I know the importance of environmental schemes and that the Deputy has advocated for them in the past. Certainly this is a pilot scheme that will be in place next year and will be targeted at those not currently in GLAS.

I get very worried when I hear the words "pilot scheme". It seems limited, strange, complicated and worrying. I often wonder if we are going backwards or forwards. When the rural environment protection, REP, scheme, was in place and we moved on to AEOS, a person who left one REP scheme could join another. I refer in particular to those farming in areas of high nature value where much of the land is designated and who have come to depend on these schemes for their livelihoods. They were not allowed expand their flocks or herds. Will the proposed scheme be merely a limited, complicated and convoluted pilot or will it be a general scheme for farmers who have depended on these agri-environmental schemes not only to retain their farms in a good agri-environmental condition, which they must do because most of them live in designated areas, but also to put a crust on the table?

As the Deputy will know, 35,000 farmers were due to leave GLAS at the end of this year. Importantly, the recent budget provides funding to ensure that GLAS can roll over for those farmers to enable them to continue in it next year. Obviously, a number of farmers are outside GLAS and are not in any scheme. The intention is to put in place a pilot scheme for a number of those farmers, which will be an indicator in terms of what the future scheme will look like and which will help inform what the successor scheme to GLAS will be. The new pilot scheme will be targeted at non-GLAS farmers and will be designed in a way that will be reflective of what measures may form the successor to GLAS. Out of the €79 million in funding, measures will be introduced which will be accessible to all farmers, both to those in GLAS and those who are not in a scheme, and in that way they will be more openly available to them.

How many farmers left AEOS and could not join GLAS because they stayed in it until the end? How many of those will be able to join this pilot scheme which it seems will have very limited numbers?

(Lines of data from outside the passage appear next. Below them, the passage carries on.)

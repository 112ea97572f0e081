//! Presentation helpers: per-hit summaries and result statistics.

use std::collections::HashMap;

use serde::{Deserialize, Serialize};

use crate::search::results::{SearchHit, SearchResults};

/// Characters of text kept in a preview.
pub const PREVIEW_CHARS: usize = 200;

/// Display-ready view of a hit.
#[derive(Debug, Clone, PartialEq, Serialize, Deserialize)]
pub struct HitSummary {
    /// 1-based position in the result list.
    pub rank: usize,
    /// Corpus position.
    pub doc_index: usize,
    /// Score rounded to four decimals.
    pub score: f64,
    pub course: String,
    pub section: String,
    pub question: String,
    /// Text truncated to [`PREVIEW_CHARS`] characters, with `...` appended
    /// when anything was cut.
    pub preview: String,
    /// The untruncated text.
    pub full_text: String,
}

/// Summarize every hit of a result set.
pub fn summarize(results: &SearchResults) -> Vec<HitSummary> {
    results
        .hits
        .iter()
        .enumerate()
        .map(|(i, hit)| summarize_hit(i + 1, hit))
        .collect()
}

/// Summarize one hit.
pub fn summarize_hit(rank: usize, hit: &SearchHit) -> HitSummary {
    let field = |name: &str| hit.record.get(name).unwrap_or_default().to_string();
    let full_text = field("text");
    HitSummary {
        rank,
        doc_index: hit.doc_index,
        score: round4(hit.score),
        course: field("course"),
        section: field("section"),
        question: field("question"),
        preview: preview(&full_text, PREVIEW_CHARS),
        full_text,
    }
}

/// Cut `text` to `max_chars` characters and mark the cut with `...`.
pub fn preview(text: &str, max_chars: usize) -> String {
    match text.char_indices().nth(max_chars) {
        Some((cut, _)) => format!("{}...", &text[..cut]),
        None => text.to_string(),
    }
}

fn round4(score: f64) -> f64 {
    (score * 10_000.0).round() / 10_000.0
}

/// Minimum, maximum and mean of the returned scores.
#[derive(Debug, Clone, Copy, PartialEq, Serialize, Deserialize)]
pub struct ScoreRange {
    pub min: f64,
    pub max: f64,
    pub avg: f64,
}

/// Aggregate view of a result set.
#[derive(Debug, Clone, PartialEq, Serialize, Deserialize)]
pub struct ResultStatistics {
    pub total_results: usize,
    pub score_range: ScoreRange,
    /// `(value, count)` of the category field, most frequent first.
    pub category_distribution: Vec<(String, usize)>,
    /// `(value, count)` of the `section` field, most frequent first.
    pub section_distribution: Vec<(String, usize)>,
}

/// Compute statistics over the hits, or `None` when there are none.
///
/// Records without the category or section field are counted under the
/// empty string.
pub fn statistics(results: &SearchResults, category_field: &str) -> Option<ResultStatistics> {
    let hits = &results.hits;
    if hits.is_empty() {
        return None;
    }

    let (min, max, sum) = hits.iter().fold(
        (f64::INFINITY, f64::NEG_INFINITY, 0.0),
        |(min, max, sum), h| (min.min(h.score), max.max(h.score), sum + h.score),
    );

    Some(ResultStatistics {
        total_results: hits.len(),
        score_range: ScoreRange {
            min,
            max,
            avg: sum / hits.len() as f64,
        },
        category_distribution: distribution(hits, category_field),
        section_distribution: distribution(hits, "section"),
    })
}

fn distribution(hits: &[SearchHit], field: &str) -> Vec<(String, usize)> {
    let mut counts: HashMap<&str, usize> = HashMap::new();
    for hit in hits {
        *counts.entry(hit.record.get(field).unwrap_or_default()).or_default() += 1;
    }
    let mut counts: Vec<(String, usize)> = counts
        .into_iter()
        .map(|(value, count)| (value.to_string(), count))
        .collect();
    counts.sort_by(|a, b| b.1.cmp(&a.1).then_with(|| a.0.cmp(&b.0)));
    counts
}

#[cfg(test)]
mod tests {
    use std::time::Duration;

    use super::*;
    use crate::corpus::Record;
    use crate::search::strategy::Strategy;

    fn results() -> SearchResults {
        let hit = |doc_index, score, course: &str, section: &str| SearchHit {
            doc_index,
            score,
            record: Record::from_pairs([
                ("course", course),
                ("section", section),
                ("text", "short"),
            ]),
        };
        let hits = vec![
            hit(4, 0.912_345_6, "B", "setup"),
            hit(1, 0.5, "A", "setup"),
            hit(0, 0.1, "B", "intro"),
        ];
        SearchResults {
            total_results: hits.len(),
            hits,
            strategy: Strategy::Lexical,
            query: "q".to_string(),
            elapsed: Duration::from_millis(3),
        }
    }

    #[test]
    fn test_preview() {
        assert_eq!(preview("abc", 5), "abc");
        assert_eq!(preview("abcde", 5), "abcde");
        assert_eq!(preview("abcdef", 5), "abcde...");
        // multi-byte characters are never split
        assert_eq!(preview("ééééé", 2), "éé...");

        let long = "x".repeat(250);
        let cut = preview(&long, PREVIEW_CHARS);
        assert_eq!(cut.len(), PREVIEW_CHARS + 3);
        assert!(cut.ends_with("..."));
    }

    #[test]
    fn test_summarize() {
        let summaries = summarize(&results());
        assert_eq!(summaries.len(), 3);
        assert_eq!(summaries[0].rank, 1);
        assert_eq!(summaries[0].doc_index, 4);
        assert_eq!(summaries[0].score, 0.9123);
        assert_eq!(summaries[0].course, "B");
        assert_eq!(summaries[0].question, "");
        assert_eq!(summaries[0].preview, "short");
    }

    #[test]
    fn test_statistics() {
        let stats = statistics(&results(), "course").unwrap();
        assert_eq!(stats.total_results, 3);
        assert_eq!(stats.score_range.min, 0.1);
        assert_eq!(stats.score_range.max, 0.912_345_6);
        assert!((stats.score_range.avg - (0.912_345_6 + 0.5 + 0.1) / 3.0).abs() < 1e-12);
        assert_eq!(
            stats.category_distribution,
            vec![("B".to_string(), 2), ("A".to_string(), 1)]
        );
        assert_eq!(
            stats.section_distribution,
            vec![("setup".to_string(), 2), ("intro".to_string(), 1)]
        );
    }

    #[test]
    fn test_statistics_empty() {
        let mut empty = results();
        empty.hits.clear();
        assert!(statistics(&empty, "course").is_none());
    }
}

This is a bread-and-butter issue. It represents survival for people on their farms. It is not some added extra. It is fine to say all the other farmers will be able to avail of some measures. The cohort of farmers who were in AEOS had been in REPS 1, 2, 3, 4 and so on, but financially they have suddenly fallen off a cliff. All the Minister need do is check their financial records. Will they all be facilitated if they want to join this pilot scheme?

Deputy Carthy wants to comment.

I thank Deputy Ó Cuív for tabling this question. I commend and welcome the rollover provisions in respect of GLAS next year, but as Deputy Ó Cuív said, it gives rise to as many questions as answers. My question is in respect of the programme for Government commitment that €1.5 billion - the headline figure for agriculture - would be allocated to a new REP-type scheme.

Some €79 million of that has been allocated for the REPS-style pilot scheme plus the green low-carbon agri-environment scheme, GLAS, roll-over. That is a big gap. When are we going to see the €1.5 billion come to a REPS-style scheme? Will the new scheme be modelled on the previous one, or will it be REPS in name only and actually be a set of obstructions for farmers?

That €1.5 billion commitment is over the ten years until 2030. I note the Deputy's support for the €79 million which we brought forward in the budget as new funding for environmental schemes. I also note that Sinn Féin did not have any such funding commitment in its pre-budget submission so I am sure the Deputy is particularly glad to see we have delivered €79 million in additional funding.

I know that farmers who were availing of the agri-environment options scheme, AEOS, and finished out their scheme were, therefore, blocked from being able to join GLAS because that scheme was closed. Deputy Ó Cuív has raised that matter on a number of occasions. That is a category of farmer that needs to be catered for and it is my intention that those who were previously in a scheme, and wish to be in one again, will be catered for in the new pilot.

Question No. 31 replied to with Written Answers.